[Japanese | Thesis | Researches in Minoh Lab | Minoh Lab]
We are concerning about a method to estimate an object of students attention in order to use it as an index in a lecture archive.
It has become possible to maintain multimedia data, such as video image of lecture or voice of lecturer in computers. We call this kind of data as lecture archive. By using the lecture archive, students who attended the lecture are able to review the lecture, or students who did not attend it are able to study the subject in the lecture by themselves. Also, lecturers are able to evaluate their lecture in orderto improve it.
Usually, a user of a lecture archive does not watch all the part of the archive but only the part which he/she is interested in. In other words, user can search a part from the lecture archive. This is achieved by putting indexes in lecture archive.
There is a fact that students in lecture room are paying attention to object they are interested in. Hence, we consider to generate indexes of the lecture archive about the objects of students' attention. By using the indexes, users of a lecture archive can search a part of the lecture archive based on which object students in the lecture room are interested in. In order to generate such indexes, it is necessary to estimate the object of students attention.
In a conventional method, first, we figure out the face direction of each student. Then, with the position of each student, the position of each object and the face direction of each student, an object gazed by most of students is estimated. It is regarded as the object of students attention.
Since it is needed to figure out a face direction of each student in this approach, each face of students should have a large area enough in the image for estimating the face direction. As the number of the students becomes larger, this requirement becomes difficult to fulfill in a lecture room.
In order to solve this problem, we propose a method to estimate object of students attention not by estimating the face direction of each student. We consider whole students as one thing, then use the direction of this thing to estimate object of students attention.
In our method, we use feature that, the skin area of an image taken by camera changes depend on the position of camera. Hence, we don't use one camera but use several cameras placed at different positions. We extract skin area images of each cameras, then weight those skin areas in order to loosen skin area difference caused by different position of cameras. Finally, comparing skin area from each image, we estimate object of students attention. Also in order to prevent occulusion of students faces, we place cameras high enough looking down students.

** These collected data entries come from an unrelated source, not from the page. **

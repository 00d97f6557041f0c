//! Comments API endpoint construction.

use url::Url;
use uuid::Uuid;

/// Build the comments URL for `image_id` under `base_url`.
///
/// Path segments are appended to whatever path `base_url` already carries,
/// so deployments behind a path prefix keep that prefix. `base_url` must be
/// able to carry path segments; [`crate::ImageCommentsSettings::base_url`]
/// rejects URLs that cannot.
///
/// ```
/// use image_comments::outbound::comments_api::comments_url;
/// use url::Url;
/// use uuid::Uuid;
///
/// let base = Url::parse("https://base-url.com/feed").expect("valid URL");
/// let url = comments_url(&base, Uuid::nil());
/// assert_eq!(
///     url.as_str(),
///     "https://base-url.com/feed/v1/image/00000000-0000-0000-0000-000000000000/comments"
/// );
/// ```
pub fn comments_url(base_url: &Url, image_id: Uuid) -> Url {
    let image_id = image_id.to_string();
    let mut url = base_url.clone();
    if let Ok(mut segments) = url.path_segments_mut() {
        segments
            .pop_if_empty()
            .extend(["v1", "image", image_id.as_str(), "comments"]);
    }
    url
}
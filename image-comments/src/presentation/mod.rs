//! Presentation layer for image comments.
//!
//! Purpose: turn load lifecycle events into display instructions without
//! depending on any concrete UI toolkit.
//!
//! Public surface:
//! - `ImageCommentsPresenter` — stateless lifecycle-to-display translator.
//! - `ImageCommentsPresentationAdapter` — loader-to-presenter glue.
//! - `BundledLocalizer` — string tables compiled into the crate.
//! - `compose_image_comments` — wires one view into a ready scene.

mod adapter;
mod composer;
mod localization;
mod presenter;

pub use adapter::ImageCommentsPresentationAdapter;
pub use composer::{ImageCommentsScene, compose_image_comments};
pub use localization::{BundledLocalizer, DEFAULT_LOCALE, bundled_locales};
pub use presenter::{
    IMAGE_COMMENTS_LOAD_ERROR_KEY, IMAGE_COMMENTS_TABLE, IMAGE_COMMENTS_VIEW_TITLE_KEY,
    ImageCommentsPresenter,
};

First, in order to verify our method under condition where only skin area of faces are detected, we performed experiments using 3-D model of face. We simulated a lecture room with its seats and cameras, and then we placed 3-D face models on seats and rotated those models. Comparing skin areas taken from virtual cameras, we verified that our method can be adopted to estimate a direction of a student's face.
In turn, we estimated object of students' attention using videos taken by several cameras placed on a real lecture room. We used 3 cameras. In order to take picture of all students, we placed 1 center camera at a wall of a platform side in a lecture room directing to the students. And we placed the other two cameras, at right and left of center camera. The number of students was 9.
From experiment result, we succeeded to estimate the direction of students with about 80% rate at ideal environment. In other hand, we only succeeded to estimate with about 50% rate, when we performed experiments at real lecture room. The accuracy is low compared to the result in an ideal environment because a detecting skin area from images is not accurate. Hence, in future work it is needed to improve the accuracy of skin area detecting from images.